Competency. You acknowledge that you: (a) fully comprehend and understand all the terms of this Agreement and their legal effects; and (b) expressly represent and warrant that (i) you are competent to execute this Agreement knowingly and voluntarily and without reliance on any statement or representation of the Company or any of its officers, employees, agents or other representatives; and (ii) you have had the opportunity to consult with an attorney of your choice regarding this Agreement.
9.
Clawback. The Quarterly Retention Payments shall be subject to recovery or clawback by the Company pursuant to any applicable law, regulation or stock exchange listing requirement, and under any clawback policy adopted by the Company, whether before or after the Effective Date.



10.
Section 409A. The Quarterly Retention Payments granted under this Agreement are intended to be exempt from Section 409A of the Internal Revenue Code of 1986, as amended (“Section 409A”), and ambiguous provisions of this Agreement, if any, shall be construed and interpreted in a manner consistent with such intent. If any provision of this Agreement would result in the imposition of an additional tax under Section 409A, that provision will be reformed to avoid imposition of the additional tax.
11.
Severability.

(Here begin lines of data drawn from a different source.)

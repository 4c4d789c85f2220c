//! Disk I/O for the vault's backing file.

use crate::error::Result;
use std::fs::{File, OpenOptions};
use std::io::{Read, Seek, SeekFrom, Write};
use std::path::{Path, PathBuf};

/// Disk-backed vault storage.
///
/// Holds the backing file open for the whole session; the session has
/// exclusive use of it, so there is no locking here.
pub struct VaultFile {
    file: File,
    path: PathBuf,
}

impl VaultFile {
    /// Open the backing file, creating it empty when it does not exist
    pub fn open<P: AsRef<Path>>(path: P) -> Result<Self> {
        let file = OpenOptions::new()
            .read(true)
            .write(true)
            .create(true)
            .open(&path)?;

        Ok(VaultFile {
            file,
            path: path.as_ref().to_path_buf(),
        })
    }

    /// Current file length in bytes
    pub fn len(&self) -> Result<u64> {
        Ok(self.file.metadata()?.len())
    }

    /// Read exactly `length` bytes starting at `offset`
    pub fn read_at(&mut self, offset: u64, length: u64) -> Result<Vec<u8>> {
        self.file.seek(SeekFrom::Start(offset))?;
        let mut buffer = vec![0u8; length as usize];
        self.file.read_exact(&mut buffer)?;
        Ok(buffer)
    }

    /// Read the last `length` bytes of the file
    pub fn read_tail(&mut self, length: u64) -> Result<Vec<u8>> {
        self.file.seek(SeekFrom::End(-(length as i64)))?;
        let mut buffer = vec![0u8; length as usize];
        self.file.read_exact(&mut buffer)?;
        Ok(buffer)
    }

    /// Write `data` starting at `offset`, extending the file if needed
    pub fn write_at(&mut self, offset: u64, data: &[u8]) -> Result<()> {
        self.file.seek(SeekFrom::Start(offset))?;
        self.file.write_all(data)?;
        Ok(())
    }

    /// Append `data` at the end of the file
    pub fn append(&mut self, data: &[u8]) -> Result<()> {
        self.file.seek(SeekFrom::End(0))?;
        self.file.write_all(data)?;
        Ok(())
    }

    /// Truncate the file to `len` bytes
    pub fn truncate(&mut self, len: u64) -> Result<()> {
        self.file.set_len(len)?;
        Ok(())
    }

    /// Sync all writes to disk
    pub fn sync(&mut self) -> Result<()> {
        self.file.sync_all()?;
        Ok(())
    }

    /// Path of the backing file
    pub fn path(&self) -> &Path {
        &self.path
    }

    /// Close the handle and remove the backing file
    pub fn delete(self) -> Result<()> {
        let VaultFile { file, path } = self;
        drop(file); // Windows cannot remove an open file
        std::fs::remove_file(path)?;
        Ok(())
    }
}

If a court of competent jurisdiction determines that any provision of this Agreement is illegal, invalid or unenforceable, then the illegality, invalidity or unenforceability of that provision shall not impair or otherwise affect the legality, validity or enforceability of any other provision of this Agreement, and all other provisions shall remain in full force and effect, to the maximum extent permitted by applicable law, and there shall be added automatically as part of this Agreement a provision as similar in its terms to such illegal, invalid or unenforceable provision as may be possible and be legal, valid and enforceable.
12.
Construction. In this Agreement, unless the context clearly indicates otherwise: (i) words used in the singular include the plural and words used in the plural include the singular; (ii) the words “include,” “includes” and “including” shall be deemed to be followed by the words “without limitation”; (iii) the words “this Agreement,” “herein,” “hereunder,” “hereof,” “hereto” and words of similar import shall be deemed references to this Agreement as a whole and not to any particular Section or other provision of this Agreement; and (iv) reference to any applicable law refers to such law and all rules and regulations promulgated thereunder. This Agreement shall be deemed to express the mutual intent of the parties and no rule of strict construction shall be applied against either party hereto.



13.
Execution in Counterparts. This Agreement may be executed in any number of counterparts, each of which when so executed and delivered shall be an original, but all such counterparts shall together constitute one and the same instrument.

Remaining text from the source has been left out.